Nobel laureate and former LMB staff scientist, Dr Francis Crick is to be honoured with the naming of a new road, Francis Crick Avenue, on the Cambridge Biomedical Campus, Addenbrooke’s Hospital, Cambridge. Francis Crick Avenue is part of the new Addenbrooke’s access road, which is due to be opened later in 2010.
Francis joined the MRC Unit in 1949. In 1953, along with MRC colleague Dr James Watson, they elucidated the double helix structure of DNA: one of the most important biological discoveries of the twentieth century. The structure also suggested a possible copying mechanism for the genetic material and implied that this information was held in a linear sequence of bases in DNA. For his part in this work, Francis shared the 1962 Nobel Prize in Physiology or Medicine with James Watson and Maurice Wilkins.
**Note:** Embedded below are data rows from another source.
#[cfg(test)]
mod tests {
    use super::*;
    use crate::graph::{GraphBuilder, LoopPolicy};
    use crate::registry::FunctionError;
    use crate::workflow::RunStatus;
    use serde_json::{Value, json};
    use std::sync::atomic::{AtomicUsize, Ordering};

    fn data(value: Value) -> Data {
        value.as_object().cloned().unwrap()
    }

    fn linear() -> Graph {
        GraphBuilder::new()
            .node(Node::task("a", "step_a"))
            .node(Node::task("b", "step_b"))
            .node(Node::task("c", "step_c"))
            .edge("a", "b")
            .edge("b", "c")
            .build()
            .unwrap()
    }

    fn linear_engine() -> Engine {
        let engine = Engine::new();
        engine.register_workflow("linear", linear()).unwrap();
        for name in ["step_a", "step_b", "step_c"] {
            let key = name.to_string();
            engine
                .functions()
                .register_fn(name, move |_| Ok(json!({ key.clone(): true })));
        }
        engine
    }

    #[test]
    fn test_register_then_get_is_structurally_equal() {
        let engine = Engine::new();
        engine.register_workflow("linear", linear()).unwrap();
        assert_eq!(*engine.get_workflow("linear").unwrap(), linear());
        assert_eq!(engine.list_workflows(), vec!["linear"]);
    }

    #[tokio::test]
    async fn test_linear_run_completes_in_order() {
        let engine = linear_engine();
        let state = engine
            .execute("linear", data(json!({"seed": 1})))
            .await
            .unwrap();

        assert_eq!(state.status(), RunStatus::Completed);
        assert_eq!(state.completed_nodes(), vec!["a", "b", "c"]);
        assert_eq!(
            state.log().iter().map(|e| e.step).collect::<Vec<_>>(),
            vec![1, 2, 3]
        );
        assert_eq!(
            state.data(),
            &data(json!({"seed": 1, "step_a": true, "step_b": true, "step_c": true}))
        );
        assert_eq!(state.log()[1].input_snapshot, data(json!({"seed": 1, "step_a": true})));
        assert_eq!(state.log()[2].next_node_id, None);
        assert_eq!(state.current_node(), None);

        // The inline run is also stored
        assert_eq!(engine.get_run_state(state.run_id()).unwrap(), state);
    }

    #[tokio::test]
    async fn test_condition_without_match_or_default_fails() {
        let engine = Engine::new();
        engine
            .register_workflow(
                "gate",
                GraphBuilder::new()
                    .node(Node::condition("check", "classify"))
                    .node(Node::task("left", "noop"))
                    .labeled_edge("check", "left", "left")
                    .build()
                    .unwrap(),
            )
            .unwrap();
        engine.functions().register_fn("classify", |_| Ok(json!("right")));
        engine.functions().register_fn("noop", |_| Ok(Value::Null));

        let state = engine.execute("gate", Data::new()).await.unwrap();

        assert_eq!(state.status(), RunStatus::Failed);
        assert_eq!(state.log().len(), 1);
        let entry = state.last_entry().unwrap();
        assert_eq!(entry.status, EntryStatus::Error);
        assert_eq!(entry.error.as_ref().unwrap().kind, "NoMatchingBranchError");
        assert_eq!(state.current_node(), Some("check"));
    }

    #[tokio::test]
    async fn test_loop_cap_runs_body_exactly_max_times() {
        let engine = Engine::new();
        engine
            .register_workflow(
                "spin",
                GraphBuilder::new()
                    .node(Node::looping(
                        "refine",
                        "improve",
                        LoopPolicy {
                            max_iterations: Some(5),
                            until: Some("never".into()),
                        },
                    ))
                    .node(Node::task("done", "noop"))
                    .labeled_edge("refine", "refine", "continue")
                    .labeled_edge("refine", "done", "exit")
                    .build()
                    .unwrap(),
            )
            .unwrap();

        let calls = Arc::new(AtomicUsize::new(0));
        let counter = calls.clone();
        engine.functions().register_fn("improve", move |d| {
            counter.fetch_add(1, Ordering::SeqCst);
            let n = d.get("n").and_then(Value::as_i64).unwrap_or(0);
            Ok(json!({ "n": n + 1 }))
        });
        engine.functions().register_fn("never", |_| Ok(json!(false)));
        engine.functions().register_fn("noop", |_| Ok(Value::Null));

        let state = engine.execute("spin", Data::new()).await.unwrap();

        assert_eq!(calls.load(Ordering::SeqCst), 5);
        assert_eq!(state.status(), RunStatus::Failed);
        assert_eq!(state.log().len(), 5);
        assert_eq!(state.error().unwrap().kind, "LoopLimitExceededError");
        // The failing iteration merges nothing
        assert_eq!(state.data()["n"], json!(4));
    }

    #[tokio::test]
    async fn test_loop_exits_when_predicate_holds() {
        let engine = Engine::new();
        engine
            .register_workflow(
                "count",
                GraphBuilder::new()
                    .node(Node::looping(
                        "inc",
                        "increment",
                        LoopPolicy {
                            max_iterations: None,
                            until: Some("reached_three".into()),
                        },
                    ))
                    .node(Node::task("done", "finish"))
                    .labeled_edge("inc", "inc", "continue")
                    .labeled_edge("inc", "done", "exit")
                    .build()
                    .unwrap(),
            )
            .unwrap();
        engine.functions().register_fn("increment", |d| {
            let n = d.get("n").and_then(Value::as_i64).unwrap_or(0);
            Ok(json!({ "n": n + 1 }))
        });
        engine
            .functions()
            .register_fn("reached_three", |d| Ok(json!(d.get("n") == Some(&json!(3)))));
        engine
            .functions()
            .register_fn("finish", |_| Ok(json!({"finished": true, "_log": "all done"})));

        let state = engine.execute("count", Data::new()).await.unwrap();

        assert_eq!(state.status(), RunStatus::Completed);
        assert_eq!(state.completed_nodes(), vec!["inc", "inc", "inc", "done"]);
        assert_eq!(state.data(), &data(json!({"n": 3, "finished": true})));
        assert_eq!(state.last_entry().unwrap().messages, vec!["all done"]);
    }

    #[tokio::test]
    async fn test_reregistration_does_not_affect_run_in_flight() {
        let engine = Engine::new();
        engine.functions().register_async("slow_v1", |_| async {
            tokio::time::sleep(Duration::from_millis(50)).await;
            Ok::<_, FunctionError>(json!({"version": 1}))
        });
        engine
            .functions()
            .register_fn("v1_tail", |_| Ok(json!({"tail": "v1"})));
        engine
            .functions()
            .register_fn("v2", |_| Ok(json!({"version": 2})));

        engine
            .register_workflow(
                "flow",
                GraphBuilder::new()
                    .node(Node::task("first", "slow_v1"))
                    .node(Node::task("second", "v1_tail"))
                    .edge("first", "second")
                    .build()
                    .unwrap(),
            )
            .unwrap();

        let run_id = engine.run_workflow("flow", Data::new()).unwrap();
        tokio::time::sleep(Duration::from_millis(5)).await;

        engine
            .register_workflow(
                "flow",
                GraphBuilder::new()
                    .node(Node::task("only", "v2"))
                    .build()
                    .unwrap(),
            )
            .unwrap();

        let old = engine.wait_for_run(&run_id).await.unwrap();
        assert_eq!(old.status(), RunStatus::Completed);
        assert_eq!(old.completed_nodes(), vec!["first", "second"]);
        assert_eq!(old.data(), &data(json!({"version": 1, "tail": "v1"})));

        let new = engine.execute("flow", Data::new()).await.unwrap();
        assert_eq!(new.completed_nodes(), vec!["only"]);
        assert_eq!(new.data()["version"], json!(2));
    }

    #[tokio::test]
    async fn test_concurrent_runs_do_not_share_data() {
        let engine = Engine::new();
        engine.functions().register_async("echo_later", |d: Data| async move {
            let id = d.get("id").and_then(Value::as_u64).unwrap_or(0);
            tokio::time::sleep(Duration::from_millis(10 * (5 - id))).await;
            Ok(json!({ "echo": id }))
        });
        engine
            .functions()
            .register_fn("double", |d| {
                let echo = d.get("echo").and_then(Value::as_u64).unwrap_or(0);
                Ok(json!({ "doubled": echo * 2 }))
            });
        engine
            .register_workflow(
                "pair",
                GraphBuilder::new()
                    .node(Node::task("echo", "echo_later"))
                    .node(Node::task("double", "double"))
                    .edge("echo", "double")
                    .build()
                    .unwrap(),
            )
            .unwrap();

        let ids: Vec<String> = (0..5)
            .map(|i| engine.run_workflow("pair", data(json!({"id": i}))).unwrap())
            .collect();

        for (i, run_id) in ids.iter().enumerate() {
            let state = engine.wait_for_run(run_id).await.unwrap();
            assert_eq!(state.status(), RunStatus::Completed);
            assert_eq!(
                state.data(),
                &data(json!({"id": i, "echo": i, "doubled": i * 2}))
            );
        }
        assert_eq!(engine.run_ids().len(), 5);
    }

    #[tokio::test]
    async fn test_unresolved_function_fails_run_not_call() {
        let engine = Engine::new();
        engine.register_workflow("linear", linear()).unwrap();
        engine
            .functions()
            .register_fn("step_a", |_| Ok(json!({"a": 1})));

        let state = engine.execute("linear", Data::new()).await.unwrap();

        assert_eq!(state.status(), RunStatus::Failed);
        assert_eq!(state.completed_nodes(), vec!["a"]);
        let error = state.error().unwrap();
        assert_eq!(error.kind, "UnresolvedFunctionError");
        assert!(error.message.contains("step_b"));
        assert_eq!(state.data(), &data(json!({"a": 1})));
    }

    #[tokio::test]
    async fn test_function_error_is_recorded() {
        let engine = linear_engine();
        engine
            .functions()
            .register_fn("step_b", |_| Err(FunctionError::new("disk on fire")));

        let state = engine.execute("linear", Data::new()).await.unwrap();

        assert_eq!(state.status(), RunStatus::Failed);
        let error = state.error().unwrap();
        assert_eq!(error.kind, "FunctionExecutionError");
        assert!(error.message.contains("disk on fire"));
        assert_eq!(state.last_entry().unwrap().node_id, "b");
    }

    #[tokio::test]
    async fn test_panicking_function_fails_the_run() {
        let engine = linear_engine();
        engine.functions().register_fn("step_b", |_| {
            let empty: Vec<u8> = Vec::new();
            Ok(json!({ "b": empty[3] }))
        });

        let run_id = engine.run_workflow("linear", Data::new()).unwrap();
        let state = tokio::time::timeout(Duration::from_secs(2), engine.wait_for_run(&run_id))
            .await
            .unwrap()
            .unwrap();

        assert_eq!(state.status(), RunStatus::Failed);
        assert_eq!(state.completed_nodes(), vec!["a"]);
        let error = state.error().unwrap();
        assert_eq!(error.kind, "FunctionExecutionError");
        assert!(error.message.contains("panicked"));
        assert_eq!(state.last_entry().unwrap().node_id, "b");

        // Inline runs see the same failure instead of the panic
        let inline = engine.execute("linear", Data::new()).await.unwrap();
        assert_eq!(inline.status(), RunStatus::Failed);
        assert_eq!(inline.data(), &data(json!({"step_a": true})));
    }

    #[tokio::test]
    async fn test_run_timeout() {
        let engine = Engine::with_settings(EngineSettings {
            run_timeout: Some(Duration::from_millis(30)),
            ..Default::default()
        });
        engine.functions().register_async("nap", |_| async {
            tokio::time::sleep(Duration::from_millis(20)).await;
            Ok::<_, FunctionError>(Value::Null)
        });
        engine
            .register_workflow(
                "naps",
                GraphBuilder::new()
                    .node(Node::task("one", "nap"))
                    .node(Node::task("two", "nap"))
                    .node(Node::task("three", "nap"))
                    .edge("one", "two")
                    .edge("two", "three")
                    .build()
                    .unwrap(),
            )
            .unwrap();

        let state = engine.execute("naps", Data::new()).await.unwrap();

        assert_eq!(state.status(), RunStatus::Failed);
        assert_eq!(state.error().unwrap().kind, "TimeoutError");
        assert!(state.log().len() < 3);
    }

    #[tokio::test]
    async fn test_cancel_stops_at_next_boundary() {
        let engine = Engine::new();
        engine.functions().register_async("slow", |_| async {
            tokio::time::sleep(Duration::from_millis(50)).await;
            Ok::<_, FunctionError>(json!({"slow": true}))
        });
        engine
            .functions()
            .register_fn("after", |_| Ok(json!({"after": true})));
        engine
            .register_workflow(
                "cancellable",
                GraphBuilder::new()
                    .node(Node::task("slow", "slow"))
                    .node(Node::task("after", "after"))
                    .edge("slow", "after")
                    .build()
                    .unwrap(),
            )
            .unwrap();

        let run_id = engine.run_workflow("cancellable", Data::new()).unwrap();
        tokio::time::sleep(Duration::from_millis(10)).await;
        engine.cancel(&run_id).unwrap();

        let state = engine.wait_for_run(&run_id).await.unwrap();
        assert_eq!(state.status(), RunStatus::Failed);
        assert_eq!(state.error().unwrap().kind, "CancelledError");
        assert!(!state.completed_nodes().contains(&"after"));
        assert!(state.data().get("after").is_none());
    }

    #[tokio::test]
    async fn test_unknown_ids() {
        let engine = Engine::new();

        let err = engine.get_run_state("missing").unwrap_err();
        assert_eq!(err.kind(), "UnknownRunError");
        assert!(engine.cancel("missing").is_err());
        assert!(engine.wait_for_run("missing").await.is_err());

        let err = engine.run_workflow("nope", Data::new()).unwrap_err();
        assert_eq!(
            err,
            EngineError::UnknownWorkflow {
                name: "nope".into()
            }
        );
        assert!(engine.execute("nope", Data::new()).await.is_err());
    }

    #[test]
    fn test_invalid_graph_is_rejected() {
        let engine = Engine::new();
        let definition = WorkflowDefinition::from_json(
            r#"{
                "name": "broken",
                "start_node_id": "a",
                "nodes": [{"id": "a", "function_ref": "f"}],
                "edges": [{"source_id": "a", "target_id": "ghost"}]
            }"#,
        )
        .unwrap();

        let err = engine.register_definition(&definition).unwrap_err();
        assert_eq!(err.kind(), "GraphDefinitionError");
        assert!(engine.list_workflows().is_empty());
    }
}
Francis continued work on unraveling the “Genetic Code”, the relationship between gene sequence and protein sequence, and in 1961 demonstrated that genes are translated from one end of the DNA template and by three bases at a time. In 1976, Francis left LMB for the Salk Institute, La Jolla, California, where he died in 2004.
The road will run through the campus past the new LMB building, which is set to open in 2012. The building is designed to house 440 scientists. Its overall shape consists of two kinked laboratory blocks joined by a central atrium, in a shape reminiscent of a chromosome. The total usable area will be approximately 27,000m2 on three main floors.